Sourjaya Das
Posted on April 9, 2024
In this article, we will look at how to build a CLI tool using Go standard packages.We will be trying to build our own version of xxd
. This project challenge was originally posted here.
So, what exactly is xxd
?
Xxd is a CLI tool for linux that creates a hex dump of a given file or standard input.It can also convert a hex dump back to its original binary form.
To demonstrate what xxd
does:
- Create or take any existing file from your system. And run the following command:
# xxd <filename>
# xxd <filepath>
# To dump the hex dump to another file
# xxd <filename/filepath> > <filename/filepath>
xxd file.txt
- Suppose the file contents were:
Hey! How you doing?
I hope you are doing fine.
Believe in yourself.
- When we run the command mentioned above, we get the following output:
To understand what was printed out lets look at the first line of the output:
00000000: 4865 7921 2048 6f77 2079 6f75 2064 6f69 Hey! How you doi
-
The first part :
00000000
is the file offset, that is the position from which this line prints the bytes. -
The second part :
4865 7921 2048 6f77 2079 6f75 2064 6f69
is the actual bytes of data in its hexadecimal form with two octets(bytes) grouped together(48 is hex of a byte,65 is hex of another byte in the group,and so on). -
The third part :
Hey! How you doi
is the actual content(text) of those bytes printed in the line.
📝
Any ASCII character with hexadecimal value less than20
and more than7e
will be converted to '.' while printing out the original text in the third part.
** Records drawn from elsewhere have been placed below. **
pub mod config;
pub mod error;
pub mod types;

pub use config::{AppConfig, BusyPolicy, CaptureConfig, PlaybackConfig, SessionConfig};
pub use error::{AudioError, ConfigError, ProviderError, SessionError};
pub use types::{
    AudioChunk, ChunkSnapshot, PlaybackEvent, ProtocolEvent, SessionEvent, TranscriptResult,
};
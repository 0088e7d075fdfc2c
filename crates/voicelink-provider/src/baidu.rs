//! Baidu speech adapters. These services use flat `{type, data|payload}`
//! frames; recognition reports errors through `err_no`, synthesis through
//! `code`.

use crate::adapter::{ControlKind, ProviderAdapter};
use serde_json::json;
use std::time::{SystemTime, UNIX_EPOCH};
use voicelink_core::{ProtocolEvent, ProviderError};

const DEFAULT_ASR_ENDPOINT: &str = "wss://vop.baidu.com/realtime_asr";
const DEFAULT_TTS_ENDPOINT: &str = "wss://aip.baidubce.com/ws/2.0/speech/publiccloudspeech/v1/tts";

fn parse(raw: &str) -> Result<serde_json::Value, ProviderError> {
    serde_json::from_str(raw).map_err(|e| ProviderError::MalformedMessage(e.to_string()))
}

fn epoch_millis() -> u128 {
    SystemTime::now()
        .duration_since(UNIX_EPOCH)
        .map(|d| d.as_millis())
        .unwrap_or_default()
}

// ── Recognition ───────────────────────────────────────────────

pub struct BaiduRecognizer {
    endpoint: String,
    app_id: Option<i64>,
    app_key: Option<String>,
    dev_pid: i64,
    cuid: String,
    sample_rate: u32,
}

impl BaiduRecognizer {
    pub fn new() -> Self {
        Self {
            endpoint: DEFAULT_ASR_ENDPOINT.to_string(),
            app_id: None,
            app_key: None,
            dev_pid: 15372,
            cuid: "voicelink".to_string(),
            sample_rate: 16000,
        }
    }
}

impl Default for BaiduRecognizer {
    fn default() -> Self {
        Self::new()
    }
}

impl ProviderAdapter for BaiduRecognizer {
    fn name(&self) -> &str {
        "baidu-asr"
    }

    fn initialize(&mut self, config: toml::Value) -> Result<(), ProviderError> {
        let app_id = config
            .get("app_id")
            .and_then(|v| v.as_integer())
            .ok_or_else(|| {
                ProviderError::InitializationFailed("missing 'app_id' in config".to_string())
            })?;
        let app_key = config
            .get("app_key")
            .and_then(|v| v.as_str())
            .ok_or_else(|| {
                ProviderError::InitializationFailed("missing 'app_key' in config".to_string())
            })?;

        self.app_id = Some(app_id);
        self.app_key = Some(app_key.to_string());
        if let Some(endpoint) = config.get("endpoint").and_then(|v| v.as_str()) {
            self.endpoint = endpoint.to_string();
        }
        if let Some(dev_pid) = config.get("dev_pid").and_then(|v| v.as_integer()) {
            self.dev_pid = dev_pid;
        }
        if let Some(cuid) = config.get("cuid").and_then(|v| v.as_str()) {
            self.cuid = cuid.to_string();
        }
        if let Some(rate) = config.get("sample_rate").and_then(|v| v.as_integer()) {
            self.sample_rate = rate as u32;
        }

        tracing::debug!(app_id, "BaiduRecognizer initialized");
        Ok(())
    }

    fn endpoint(&self) -> Result<String, ProviderError> {
        if self.app_id.is_none() {
            return Err(ProviderError::InitializationFailed(
                "adapter not initialized".to_string(),
            ));
        }
        Ok(format!("{}?sn={}", self.endpoint, epoch_millis()))
    }

    // The service sends no start acknowledgment; the session is live once
    // the START frame is on the wire.
    fn starts_on_open(&self) -> bool {
        true
    }

    fn control_message(&self, kind: ControlKind<'_>) -> Result<String, ProviderError> {
        let envelope = match kind {
            ControlKind::Start => json!({
                "type": "START",
                "data": {
                    "appid": self.app_id,
                    "appkey": self.app_key,
                    "dev_pid": self.dev_pid,
                    "cuid": self.cuid,
                    "format": "pcm",
                    "sample": self.sample_rate,
                },
            }),
            ControlKind::Stop => json!({ "type": "CANCEL" }),
            ControlKind::Text(_) => {
                return Err(ProviderError::UnsupportedControl(
                    "recognition sessions take audio, not text".to_string(),
                ))
            }
        };
        Ok(envelope.to_string())
    }

    fn classify(&self, raw: &str) -> Result<Option<ProtocolEvent>, ProviderError> {
        let value = parse(raw)?;
        let err_no = value.get("err_no").and_then(|v| v.as_i64()).unwrap_or(0);
        if err_no != 0 {
            let message = value
                .get("err_msg")
                .and_then(|v| v.as_str())
                .unwrap_or_default()
                .to_string();
            return Ok(Some(ProtocolEvent::Failed {
                code: err_no,
                message,
            }));
        }

        let result = value
            .get("result")
            .and_then(|v| v.as_str())
            .unwrap_or_default()
            .to_string();
        let event = match value.get("type").and_then(|v| v.as_str()) {
            Some("MID_TEXT") => Some(ProtocolEvent::Interim(result)),
            Some("FIN_TEXT") => Some(ProtocolEvent::Final(result)),
            _ => None,
        };
        Ok(event)
    }
}

// ── Synthesis ─────────────────────────────────────────────────

pub struct BaiduSynthesizer {
    endpoint: String,
    access_token: Option<String>,
    voice: i64,
    speed: i64,
    pitch: i64,
    volume: i64,
    format: i64,
}

impl BaiduSynthesizer {
    pub fn new() -> Self {
        Self {
            endpoint: DEFAULT_TTS_ENDPOINT.to_string(),
            access_token: None,
            voice: 0,
            speed: 5,
            pitch: 5,
            volume: 5,
            // 4 = 16kHz PCM
            format: 4,
        }
    }
}

impl Default for BaiduSynthesizer {
    fn default() -> Self {
        Self::new()
    }
}

impl ProviderAdapter for BaiduSynthesizer {
    fn name(&self) -> &str {
        "baidu-tts"
    }

    fn initialize(&mut self, config: toml::Value) -> Result<(), ProviderError> {
        let access_token = config
            .get("access_token")
            .and_then(|v| v.as_str())
            .ok_or_else(|| {
                ProviderError::InitializationFailed("missing 'access_token' in config".to_string())
            })?;

        self.access_token = Some(access_token.to_string());
        if let Some(endpoint) = config.get("endpoint").and_then(|v| v.as_str()) {
            self.endpoint = endpoint.to_string();
        }
        if let Some(voice) = config.get("voice").and_then(|v| v.as_integer()) {
            self.voice = voice;
        }
        if let Some(speed) = config.get("speed").and_then(|v| v.as_integer()) {
            self.speed = speed;
        }
        if let Some(pitch) = config.get("pitch").and_then(|v| v.as_integer()) {
            self.pitch = pitch;
        }
        if let Some(volume) = config.get("volume").and_then(|v| v.as_integer()) {
            self.volume = volume;
        }
        if let Some(format) = config.get("format").and_then(|v| v.as_integer()) {
            self.format = format;
        }

        tracing::debug!(voice = self.voice, "BaiduSynthesizer initialized");
        Ok(())
    }

    fn endpoint(&self) -> Result<String, ProviderError> {
        let token = self.access_token.as_deref().ok_or_else(|| {
            ProviderError::InitializationFailed("adapter not initialized".to_string())
        })?;
        Ok(format!(
            "{}?access_token={}&per={}",
            self.endpoint, token, self.voice
        ))
    }

    fn control_message(&self, kind: ControlKind<'_>) -> Result<String, ProviderError> {
        let envelope = match kind {
            ControlKind::Start => json!({
                "type": "system.start",
                "payload": {
                    "spd": self.speed,
                    "pid": self.pitch,
                    "vol": self.volume,
                    "aue": self.format,
                },
            }),
            ControlKind::Stop => json!({ "type": "system.finish" }),
            ControlKind::Text(text) => json!({
                "type": "text",
                "payload": { "text": text },
            }),
        };
        Ok(envelope.to_string())
    }

    fn classify(&self, raw: &str) -> Result<Option<ProtocolEvent>, ProviderError> {
        let value = parse(raw)?;
        let code = value.get("code").and_then(|v| v.as_i64()).unwrap_or(0);
        if code != 0 {
            let message = value
                .get("message")
                .and_then(|v| v.as_str())
                .unwrap_or_default()
                .to_string();
            return Ok(Some(ProtocolEvent::Failed { code, message }));
        }

        let event = match value.get("type").and_then(|v| v.as_str()) {
            Some("system.started") => Some(ProtocolEvent::Started),
            Some("system.finished") => Some(ProtocolEvent::Completed),
            _ => None,
        };
        Ok(event)
    }
}
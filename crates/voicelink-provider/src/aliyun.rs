//! Aliyun NLS adapters. Control envelopes carry a
//! `{message_id, task_id, namespace, name, appkey}` header; `20000000` is
//! the service's success status.

use crate::adapter::{simple_uuid, ControlKind, ProviderAdapter};
use serde_json::json;
use voicelink_core::{ProtocolEvent, ProviderError};

const STATUS_OK: i64 = 20000000;
const DEFAULT_ASR_GATEWAY: &str = "wss://nls-gateway.cn-shanghai.aliyuncs.com/ws/v1";
const DEFAULT_TTS_GATEWAY: &str = "wss://nls-gateway-cn-beijing.aliyuncs.com/ws/v1";

fn required_str(config: &toml::Value, key: &str) -> Result<String, ProviderError> {
    config
        .get(key)
        .and_then(|v| v.as_str())
        .map(str::to_string)
        .ok_or_else(|| ProviderError::InitializationFailed(format!("missing '{}' in config", key)))
}

struct Envelope {
    status: i64,
    status_text: String,
    name: String,
    payload: serde_json::Value,
}

/// Split one inbound NLS envelope into its header fields and payload.
fn parse_envelope(raw: &str) -> Result<Envelope, ProviderError> {
    let value: serde_json::Value =
        serde_json::from_str(raw).map_err(|e| ProviderError::MalformedMessage(e.to_string()))?;
    let header = value
        .get("header")
        .ok_or_else(|| ProviderError::MalformedMessage("missing header".to_string()))?;
    let status = header
        .get("status")
        .and_then(|v| v.as_i64())
        .ok_or_else(|| ProviderError::MalformedMessage("missing header.status".to_string()))?;
    let status_text = header
        .get("status_text")
        .and_then(|v| v.as_str())
        .unwrap_or_default()
        .to_string();
    let name = header
        .get("name")
        .and_then(|v| v.as_str())
        .unwrap_or_default()
        .to_string();
    let payload = value.get("payload").cloned().unwrap_or(serde_json::Value::Null);
    Ok(Envelope {
        status,
        status_text,
        name,
        payload,
    })
}

fn payload_result(payload: &serde_json::Value) -> String {
    payload
        .get("result")
        .and_then(|v| v.as_str())
        .unwrap_or_default()
        .to_string()
}

// ── Recognition ───────────────────────────────────────────────

pub struct AliyunRecognizer {
    gateway: String,
    token: Option<String>,
    app_key: Option<String>,
    sample_rate: u32,
    task_id: Option<String>,
}

impl AliyunRecognizer {
    pub fn new() -> Self {
        Self {
            gateway: DEFAULT_ASR_GATEWAY.to_string(),
            token: None,
            app_key: None,
            sample_rate: 16000,
            task_id: None,
        }
    }

    fn header(&self, name: &str) -> Result<serde_json::Value, ProviderError> {
        let task_id = self.task_id.as_deref().ok_or_else(|| {
            ProviderError::InitializationFailed("adapter not initialized".to_string())
        })?;
        Ok(json!({
            "message_id": simple_uuid(),
            "task_id": task_id,
            "namespace": "SpeechTranscriber",
            "name": name,
            "appkey": self.app_key.as_deref().unwrap_or_default(),
        }))
    }
}

impl Default for AliyunRecognizer {
    fn default() -> Self {
        Self::new()
    }
}

impl ProviderAdapter for AliyunRecognizer {
    fn name(&self) -> &str {
        "aliyun-asr"
    }

    fn initialize(&mut self, config: toml::Value) -> Result<(), ProviderError> {
        self.token = Some(required_str(&config, "token")?);
        self.app_key = Some(required_str(&config, "app_key")?);
        if let Some(gateway) = config.get("gateway").and_then(|v| v.as_str()) {
            self.gateway = gateway.to_string();
        }
        if let Some(rate) = config.get("sample_rate").and_then(|v| v.as_integer()) {
            self.sample_rate = rate as u32;
        }
        self.task_id = Some(simple_uuid());

        tracing::debug!(task_id = ?self.task_id, "AliyunRecognizer initialized");
        Ok(())
    }

    fn endpoint(&self) -> Result<String, ProviderError> {
        let token = self.token.as_deref().ok_or_else(|| {
            ProviderError::InitializationFailed("adapter not initialized".to_string())
        })?;
        Ok(format!("{}?token={}", self.gateway, token))
    }

    fn control_message(&self, kind: ControlKind<'_>) -> Result<String, ProviderError> {
        let envelope = match kind {
            ControlKind::Start => json!({
                "header": self.header("StartTranscription")?,
                "payload": {
                    "format": "PCM",
                    "sample_rate": self.sample_rate,
                    "enable_intermediate_result": true,
                    "enable_punctuation_prediction": true,
                    "enable_inverse_text_normalization": true,
                },
            }),
            ControlKind::Stop => json!({
                "header": self.header("StopTranscription")?,
            }),
            ControlKind::Text(_) => {
                return Err(ProviderError::UnsupportedControl(
                    "recognition sessions take audio, not text".to_string(),
                ))
            }
        };
        Ok(envelope.to_string())
    }

    fn classify(&self, raw: &str) -> Result<Option<ProtocolEvent>, ProviderError> {
        let envelope = parse_envelope(raw)?;
        if envelope.status != STATUS_OK {
            return Ok(Some(ProtocolEvent::Failed {
                code: envelope.status,
                message: envelope.status_text,
            }));
        }

        let event = match envelope.name.as_str() {
            "TranscriptionStarted" => Some(ProtocolEvent::Started),
            "TranscriptionResultChanged" => {
                Some(ProtocolEvent::Interim(payload_result(&envelope.payload)))
            }
            "SentenceEnd" => Some(ProtocolEvent::Final(payload_result(&envelope.payload))),
            "TranscriptionCompleted" => Some(ProtocolEvent::Completed),
            // SentenceBegin and anything unrecognized carry no transcript
            _ => None,
        };
        Ok(event)
    }
}

// ── Synthesis ─────────────────────────────────────────────────

pub struct AliyunSynthesizer {
    gateway: String,
    token: Option<String>,
    app_key: Option<String>,
    sample_rate: u32,
    voice: String,
    volume: i64,
    speech_rate: i64,
    pitch_rate: i64,
    task_id: Option<String>,
}

impl AliyunSynthesizer {
    pub fn new() -> Self {
        Self {
            gateway: DEFAULT_TTS_GATEWAY.to_string(),
            token: None,
            app_key: None,
            sample_rate: 16000,
            voice: "xiaoyun".to_string(),
            volume: 100,
            speech_rate: 0,
            pitch_rate: 0,
            task_id: None,
        }
    }

    fn header(&self, name: &str) -> Result<serde_json::Value, ProviderError> {
        let task_id = self.task_id.as_deref().ok_or_else(|| {
            ProviderError::InitializationFailed("adapter not initialized".to_string())
        })?;
        Ok(json!({
            "message_id": simple_uuid(),
            "task_id": task_id,
            "namespace": "FlowingSpeechSynthesizer",
            "name": name,
            "appkey": self.app_key.as_deref().unwrap_or_default(),
        }))
    }
}

impl Default for AliyunSynthesizer {
    fn default() -> Self {
        Self::new()
    }
}

impl ProviderAdapter for AliyunSynthesizer {
    fn name(&self) -> &str {
        "aliyun-tts"
    }

    fn initialize(&mut self, config: toml::Value) -> Result<(), ProviderError> {
        self.token = Some(required_str(&config, "token")?);
        self.app_key = Some(required_str(&config, "app_key")?);
        if let Some(gateway) = config.get("gateway").and_then(|v| v.as_str()) {
            self.gateway = gateway.to_string();
        }
        if let Some(rate) = config.get("sample_rate").and_then(|v| v.as_integer()) {
            self.sample_rate = rate as u32;
        }
        if let Some(voice) = config.get("voice").and_then(|v| v.as_str()) {
            self.voice = voice.to_string();
        }
        if let Some(volume) = config.get("volume").and_then(|v| v.as_integer()) {
            self.volume = volume;
        }
        if let Some(rate) = config.get("speech_rate").and_then(|v| v.as_integer()) {
            self.speech_rate = rate;
        }
        if let Some(rate) = config.get("pitch_rate").and_then(|v| v.as_integer()) {
            self.pitch_rate = rate;
        }
        self.task_id = Some(simple_uuid());

        tracing::debug!(voice = %self.voice, "AliyunSynthesizer initialized");
        Ok(())
    }

    fn endpoint(&self) -> Result<String, ProviderError> {
        let token = self.token.as_deref().ok_or_else(|| {
            ProviderError::InitializationFailed("adapter not initialized".to_string())
        })?;
        Ok(format!("{}?token={}", self.gateway, token))
    }

    fn control_message(&self, kind: ControlKind<'_>) -> Result<String, ProviderError> {
        let envelope = match kind {
            ControlKind::Start => json!({
                "header": self.header("StartSynthesis")?,
                "payload": {
                    "format": "PCM",
                    "sample_rate": self.sample_rate,
                    "voice": self.voice,
                    "volume": self.volume,
                    "speech_rate": self.speech_rate,
                    "pitch_rate": self.pitch_rate,
                },
            }),
            ControlKind::Stop => json!({
                "header": self.header("StopSynthesis")?,
            }),
            ControlKind::Text(text) => json!({
                "header": self.header("RunSynthesis")?,
                "payload": { "text": text },
            }),
        };
        Ok(envelope.to_string())
    }

    fn classify(&self, raw: &str) -> Result<Option<ProtocolEvent>, ProviderError> {
        let envelope = parse_envelope(raw)?;
        if envelope.status != STATUS_OK {
            return Ok(Some(ProtocolEvent::Failed {
                code: envelope.status,
                message: envelope.status_text,
            }));
        }

        let event = match envelope.name.as_str() {
            "SynthesisStarted" => Some(ProtocolEvent::Started),
            "SynthesisCompleted" => Some(ProtocolEvent::Completed),
            _ => None,
        };
        Ok(event)
    }
}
Now, what is the need of such a tool? There can be many use cases of a hex dump which includes binary file analysis and comparison, data transformation, digital forensics and security.
At first glance it seems easy to code such a tool. Read the file or read from the standard input, convert each byte to its hexadecimal, and print the list of hexadecimal numbers with the original text using proper arrangement. But the challenge lies in the different edge cases that pops up due to the use of additional options
.
The xxd
has its own flags that help to manipulate the output. We will look at the behaviours of this flags, when we discuss about the edge cases.
Now that we have a brief overview of what we need to build, lets dive deep into the intricacies of this tool.
Table of contents
1. Prerequisites
2. Understanding the behaviour of the flags
3. Writing and Understanding the code
4. What's next
1. Prerequisites
As we will be using golang for our project,we should make sure :
1.1. Golang is installed in our system.
To check wether GO
is installed in our system or not use the command go version
in your terminal. If it is not installed, check the official installation steps.
1.2. Use a code editor of your choice.
And that's about all that we need to start coding.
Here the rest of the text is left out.